Please output exactly the part of the records below that opens with the line containing "use glutin::dpi::LogicalSize;" and closes with the line containing "self, _keys: &KeyboardState, _time: FrameTime)", both lines included, and nothing else.
◆ ◆ ◆ ◆ ◆
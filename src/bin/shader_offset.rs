//! A triangle with per-vertex colors shifted right by a uniform
use learn_opengl::geometry::COLORED_TRIANGLE;
use learn_opengl::graphics::{Program, VertexArrayObject, VertexBufferObject, VertexLayout};
use learn_opengl::{assets, Exercise, FrameTime, Result, WindowConfig};

const HORIZONTAL_OFFSET: f32 = 0.5;

struct ShaderOffset {
    program: Program,
    vao: VertexArrayObject,
    _vbo: VertexBufferObject,
}

impl Exercise for ShaderOffset {
    fn init(_: &WindowConfig) -> Result<Self> {
        unsafe {
            let vao = VertexArrayObject::new();
            VertexArrayObject::bind(&vao);
            let vbo = VertexBufferObject::new(&COLORED_TRIANGLE);
            // position, color
            VertexArrayObject::apply_layout(&VertexLayout::new(&[3, 3]));
            VertexArrayObject::unbind();
            VertexBufferObject::unbind();

            let program = Program::from_files(
                &assets::shader("shader_offset/shader.vert"),
                &assets::shader("shader_offset/shader.frag"),
            )?;
            Ok(Self {
                program,
                vao,
                _vbo: vbo,
            })
        }
    }

    fn render(&mut self, _: FrameTime) -> Result<()> {
        unsafe {
            gl::ClearColor(0.2, 0.3, 0.3, 1.0);
            gl::Clear(gl::COLOR_BUFFER_BIT);

            Program::bind(&self.program);
            self.program.set_float("horizontal_offset", HORIZONTAL_OFFSET)?;
            VertexArrayObject::bind(&self.vao);
            gl::DrawArrays(gl::TRIANGLES, 0, 3);
        }
        Ok(())
    }
}

fn main() {
    learn_opengl::logging::init();
    learn_opengl::run::<ShaderOffset>(WindowConfig::default())
}
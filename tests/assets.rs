use learn_opengl::assets;
use learn_opengl::graphics::{read_source, PixelFormat, TextureImage};

#[test]
fn every_exercise_program_is_present() {
    let programs = [
        ("shader_offset/shader.vert", "shader_offset/shader.frag"),
        ("textures/shader.vert", "textures/shader.frag"),
        ("transformations/shader.vert", "transformations/shader.frag"),
        ("coordinate_systems/shader.vert", "coordinate_systems/shader.frag"),
        ("camera/shader.vert", "camera/shader.frag"),
        ("lighting/shader.vert", "lighting/shader.frag"),
        ("lighting/shader.vert", "lighting/lamp.frag"),
    ];
    for (vert, frag) in programs {
        let vert = read_source(&assets::shader(vert)).unwrap();
        let frag = read_source(&assets::shader(frag)).unwrap();
        assert!(vert.contains("gl_Position"));
        assert!(frag.contains("frag_color"));
    }
}

#[test]
fn uniforms_set_by_the_exercises_are_declared() {
    let expect = |path: &str, names: &[&str]| {
        let source = read_source(&assets::shader(path)).unwrap();
        for name in names {
            let declared = source.lines().any(|line| {
                line.trim_start().starts_with("uniform ")
                    && line.trim_end().ends_with(&format!(" {};", name))
            });
            assert!(
                declared,
                "{} does not declare {}",
                path,
                name
            );
        }
    };
    expect("shader_offset/shader.vert", &["horizontal_offset"]);
    expect("textures/shader.frag", &["texture1", "texture2"]);
    expect("transformations/shader.vert", &["transform"]);
    expect("coordinate_systems/shader.vert", &["model", "view", "projection"]);
    expect("coordinate_systems/shader.frag", &["texture1", "texture2"]);
    expect("camera/shader.vert", &["model", "view", "projection"]);
    expect("camera/shader.frag", &["texture1", "texture2"]);
    expect("lighting/shader.vert", &["model", "view", "projection"]);
    expect("lighting/shader.frag", &["object_color", "light_color"]);
}

#[test]
fn textures_decode() {
    let container = TextureImage::load(&assets::texture("container.png")).unwrap();
    assert_eq!(container.format, PixelFormat::Rgb);
    assert_eq!((container.width, container.height), (256, 256));

    let face = TextureImage::load(&assets::texture("awesomeface.png")).unwrap();
    assert_eq!(face.format, PixelFormat::Rgba);
    // the corners are transparent
    assert_eq!(face.pixels[3], 0);
}
//! A rectangle drawn from four vertices and six indices, in wireframe
use learn_opengl::geometry::{RECTANGLE, RECTANGLE_INDICES};
use learn_opengl::graphics::{
    ElementBufferObject, Program, VertexArrayObject, VertexBufferObject, VertexLayout,
};
use learn_opengl::{Exercise, FrameTime, Result, WindowConfig};

const VERTEX_SHADER: &str = r#"#version 330 core
layout (location = 0) in vec3 a_pos;
void main() {
    gl_Position = vec4(a_pos.x, a_pos.y, a_pos.z, 1.0);
}
"#;

const FRAGMENT_SHADER: &str = r#"#version 330 core
out vec4 frag_color;
void main() {
    frag_color = vec4(1.0f, 0.5f, 0.2f, 1.0f);
}
"#;

struct HelloRectangle {
    program: Program,
    vao: VertexArrayObject,
    ebo: ElementBufferObject,
    _vbo: VertexBufferObject,
}

impl Exercise for HelloRectangle {
    fn init(_: &WindowConfig) -> Result<Self> {
        unsafe {
            let vao = VertexArrayObject::new();
            VertexArrayObject::bind(&vao);
            let vbo = VertexBufferObject::new(&RECTANGLE);
            let ebo = ElementBufferObject::new(&RECTANGLE_INDICES);
            VertexArrayObject::apply_layout(&VertexLayout::new(&[3]));
            VertexArrayObject::unbind();
            VertexBufferObject::unbind();
            ElementBufferObject::unbind();

            let program = Program::from_sources(VERTEX_SHADER, FRAGMENT_SHADER)?;
            Ok(Self {
                program,
                vao,
                ebo,
                _vbo: vbo,
            })
        }
    }

    fn render(&mut self, _: FrameTime) -> Result<()> {
        unsafe {
            gl::ClearColor(0.2, 0.3, 0.3, 1.0);
            gl::Clear(gl::COLOR_BUFFER_BIT);

            Program::bind(&self.program);
            gl::PolygonMode(gl::FRONT_AND_BACK, gl::LINE);
            VertexArrayObject::bind(&self.vao);
            self.ebo.draw_triangles();
            VertexArrayObject::unbind();
        }
        Ok(())
    }
}

fn main() {
    learn_opengl::logging::init();
    learn_opengl::run::<HelloRectangle>(WindowConfig::default())
}
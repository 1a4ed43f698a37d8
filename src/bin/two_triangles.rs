//! Two triangles, each with its own vertex array and shader program
use learn_opengl::geometry::triangle;
use learn_opengl::graphics::{
    FragmentShader, Program, VertexArrayObject, VertexBufferObject, VertexLayout, VertexShader,
};
use learn_opengl::{Exercise, FrameTime, Result, WindowConfig};

const VERTEX_SHADER: &str = r#"#version 330 core
layout (location = 0) in vec3 a_pos;
void main() {
    gl_Position = vec4(a_pos.x, a_pos.y, a_pos.z, 1.0);
}
"#;

const ORANGE_FRAGMENT_SHADER: &str = r#"#version 330 core
out vec4 frag_color;
void main() {
    frag_color = vec4(1.0f, 0.5f, 0.2f, 1.0f);
}
"#;

const YELLOW_FRAGMENT_SHADER: &str = r#"#version 330 core
out vec4 frag_color;
void main() {
    frag_color = vec4(1.0f, 1.0f, 0.0f, 1.0f);
}
"#;

struct Mesh {
    vao: VertexArrayObject,
    _vbo: VertexBufferObject,
}

impl Mesh {
    unsafe fn triangle(left_x: f32, right_x: f32) -> Self {
        let vao = VertexArrayObject::new();
        VertexArrayObject::bind(&vao);
        let vbo = VertexBufferObject::new(&triangle(left_x, right_x));
        VertexArrayObject::apply_layout(&VertexLayout::new(&[3]));
        VertexArrayObject::unbind();
        VertexBufferObject::unbind();
        Self { vao, _vbo: vbo }
    }

    unsafe fn draw(&self) {
        VertexArrayObject::bind(&self.vao);
        gl::DrawArrays(gl::TRIANGLES, 0, 3);
    }
}

struct TwoTriangles {
    left: Mesh,
    right: Mesh,
    orange: Program,
    yellow: Program,
}

impl Exercise for TwoTriangles {
    fn init(_: &WindowConfig) -> Result<Self> {
        unsafe {
            let left = Mesh::triangle(-1.0, -0.1);
            let right = Mesh::triangle(0.1, 1.0);

            // Both programs share the same compiled vertex stage
            let vs = VertexShader::from_source(VERTEX_SHADER)?;
            let orange = Program::new(&vs, &FragmentShader::from_source(ORANGE_FRAGMENT_SHADER)?)?;
            let yellow = Program::new(&vs, &FragmentShader::from_source(YELLOW_FRAGMENT_SHADER)?)?;

            Ok(Self {
                left,
                right,
                orange,
                yellow,
            })
        }
    }

    fn render(&mut self, _: FrameTime) -> Result<()> {
        unsafe {
            gl::ClearColor(0.2, 0.3, 0.3, 1.0);
            gl::Clear(gl::COLOR_BUFFER_BIT);

            Program::bind(&self.orange);
            self.left.draw();

            Program::bind(&self.yellow);
            self.right.draw();
        }
        Ok(())
    }
}

fn main() {
    learn_opengl::logging::init();
    learn_opengl::run::<TwoTriangles>(WindowConfig::default())
}
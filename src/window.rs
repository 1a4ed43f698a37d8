//! Window creation and the render loop shared by every exercise
use crate::config::WindowConfig;
use crate::error::{Error, Result};
use crate::graphics;
use crate::input::{KeyboardState, MouseTracker};

use glutin::dpi::LogicalSize;
use glutin::event::{
    DeviceEvent, ElementState, Event, MouseScrollDelta, VirtualKeyCode, WindowEvent,
};
use glutin::event_loop::{ControlFlow, EventLoop};
use glutin::window::WindowBuilder;
use glutin::{Api, ContextBuilder, GlProfile, GlRequest, PossiblyCurrent, WindowedContext};

use std::ffi::CStr;
use std::time::Instant;

/// Pixel scroll deltas (touchpads) are converted to lines with this ratio
const PIXELS_PER_LINE: f32 = 20.0;

/// Seconds since the loop started and since the previous frame
#[derive(Debug, Clone, Copy, PartialEq, Default)]
pub struct FrameTime {
    pub elapsed: f32,
    pub delta: f32,
}

/// A single tutorial program: its GL objects and per-program state
pub trait Exercise: Sized + 'static {
    /// Called once the context is current and the GL functions are loaded
    fn init(config: &WindowConfig) -> Result<Self>;

    /// Called every frame before rendering
    fn process_input(&mut self, _keys: &KeyboardState, _time: FrameTime) {}

    /// Cursor movement in pixels since the previous event
    fn mouse_moved(&mut self, _offset_x: f32, _offset_y: f32) {}

    /// Vertical scroll in lines
    fn scrolled(&mut self, _offset_y: f32) {}

    /// Framebuffer size in physical pixels, the viewport is already updated
    fn resized(&mut self, _width: u32, _height: u32) {}

    fn render(&mut self, time: FrameTime) -> Result<()>;
}

struct Running<E> {
    // dropped before the context so the GL objects are deleted while it is current
    exercise: E,
    context: WindowedContext<PossiblyCurrent>,
}

/// Terminates the process. The exit status is 0 on a clean close
pub fn quit(status: i32) -> ! {
    log::info!("exiting with status {}", status);
    std::process::exit(status)
}

/// Opens the window, initializes `E` and runs the render loop until the
/// window is closed or Escape is pressed.
///
/// Any failure is logged and ends the process with status 1
pub fn run<E: Exercise>(config: WindowConfig) -> ! {
    let el = EventLoop::new();
    let context = match create_context(&config, &el) {
        Ok(context) => context,
        Err(e) => fail(e),
    };
    let exercise = match E::init(&config) {
        Ok(exercise) => exercise,
        Err(e) => fail(e),
    };
    let mut state = Some(Running { exercise, context });
    if let Some(running) = state.as_mut() {
        let size = running.context.window().inner_size();
        running.exercise.resized(size.width, size.height);
    }

    let mut keys = KeyboardState::default();
    let mut mouse =
        MouseTracker::new(config.width, config.height).captured(config.capture_cursor);
    let mut status = 0;

    let start = Instant::now();
    let mut last_frame = start;
    let mut frames = 0u32;
    let mut frame_secs = 0.0;

    el.run(move |event, _, control_flow| {
        *control_flow = ControlFlow::Poll;

        if let Event::LoopDestroyed = event {
            drop(state.take());
            if status != 0 {
                quit(status);
            }
            return;
        }
        let running = match state.as_mut() {
            Some(running) => running,
            None => return,
        };

        match event {
            Event::WindowEvent { event, .. } => match event {
                WindowEvent::CloseRequested => *control_flow = ControlFlow::Exit,
                WindowEvent::Resized(size) => {
                    running.context.resize(size);
                    if size.width > 0 && size.height > 0 {
                        unsafe { gl::Viewport(0, 0, size.width as i32, size.height as i32) };
                        running.exercise.resized(size.width, size.height);
                    }
                }
                WindowEvent::KeyboardInput { input, .. } => {
                    if input.virtual_keycode == Some(VirtualKeyCode::Escape)
                        && input.state == ElementState::Pressed
                    {
                        *control_flow = ControlFlow::Exit;
                    }
                    keys.handle(&input);
                }
                WindowEvent::CursorMoved { position, .. } => {
                    let (x, y) = (position.x as f32, position.y as f32);
                    if let Some((x, y)) = mouse.cursor_moved(x, y) {
                        running.exercise.mouse_moved(x, y);
                    }
                }
                WindowEvent::MouseWheel { delta, .. } => {
                    let lines = match delta {
                        MouseScrollDelta::LineDelta(_, y) => y,
                        MouseScrollDelta::PixelDelta(position) => {
                            position.y as f32 / PIXELS_PER_LINE
                        }
                    };
                    running.exercise.scrolled(lines);
                }
                WindowEvent::Focused(false) => keys.clear(),
                _ => {}
            },
            Event::DeviceEvent {
                event: DeviceEvent::MouseMotion { delta: (dx, dy) },
                ..
            } => {
                if let Some((x, y)) = mouse.device_motion(dx, dy) {
                    running.exercise.mouse_moved(x, y);
                }
            }
            Event::MainEventsCleared => {
                let now = Instant::now();
                let time = FrameTime {
                    elapsed: (now - start).as_secs_f32(),
                    delta: (now - last_frame).as_secs_f32(),
                };
                last_frame = now;

                running.exercise.process_input(&keys, time);
                let frame = running
                    .exercise
                    .render(time)
                    .and_then(|()| running.context.swap_buffers().map_err(Error::from));
                if let Err(e) = frame {
                    log::error!("{}", e);
                    status = 1;
                    *control_flow = ControlFlow::Exit;
                    return;
                }
                unsafe { graphics::check_error() };

                frame_secs += time.delta;
                frames += 1;
                if frames == 50 {
                    log::trace!("fps: {:.1}", frames as f32 / frame_secs);
                    frames = 0;
                    frame_secs = 0.0;
                }
            }
            _ => {}
        }
    })
}

fn fail(error: Error) -> ! {
    log::error!("{}", error);
    quit(1)
}

fn create_context(
    config: &WindowConfig,
    el: &EventLoop<()>,
) -> Result<WindowedContext<PossiblyCurrent>> {
    let wb = WindowBuilder::new()
        .with_title(config.title.clone())
        .with_inner_size(LogicalSize::new(config.width as f64, config.height as f64));
    let wc = ContextBuilder::new()
        .with_gl(GlRequest::Specific(Api::OpenGl, config.gl_version))
        .with_gl_profile(GlProfile::Core)
        .with_vsync(config.vsync)
        .build_windowed(wb, el)?;
    // Set the window context as the current context
    let window = unsafe { wc.make_current() }.map_err(|(_, e)| e)?;
    // Load the opengl functions
    gl::load_with(|symbol| window.context().get_proc_address(symbol) as *const _);

    if config.capture_cursor {
        window.window().set_cursor_grab(true)?;
        window.window().set_cursor_visible(false);
    }

    let size = window.window().inner_size();
    unsafe {
        gl::Viewport(0, 0, size.width as i32, size.height as i32);
        let version = gl::GetString(gl::VERSION);
        if !version.is_null() {
            log::info!(
                "OpenGL {}",
                CStr::from_ptr(version as *const _).to_string_lossy()
            );
        }
    }
    Ok(window)
}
◆ ◆ ◆ ◆ ◆
### [Exercise answer]
use glutin::dpi::LogicalSize;
use glutin::event::{
    DeviceEvent, ElementState, Event, MouseScrollDelta, VirtualKeyCode, WindowEvent,
};
use glutin::event_loop::{ControlFlow, EventLoop};
use glutin::window::WindowBuilder;
use glutin::{Api, ContextBuilder, GlProfile, GlRequest, PossiblyCurrent, WindowedContext};

use std::ffi::CStr;
use std::time::Instant;

/// Pixel scroll deltas (touchpads) are converted to lines with this ratio
const PIXELS_PER_LINE: f32 = 20.0;

/// Seconds since the loop started and since the previous frame
#[derive(Debug, Clone, Copy, PartialEq, Default)]
pub struct FrameTime {
    pub elapsed: f32,
    pub delta: f32,
}

/// A single tutorial program: its GL objects and per-program state
pub trait Exercise: Sized + 'static {
    /// Called once the context is current and the GL functions are loaded
    fn init(config: &WindowConfig) -> Result<Self>;

    /// Called every frame before rendering
    fn process_input(&mut self, _keys: &KeyboardState, _time: FrameTime) {}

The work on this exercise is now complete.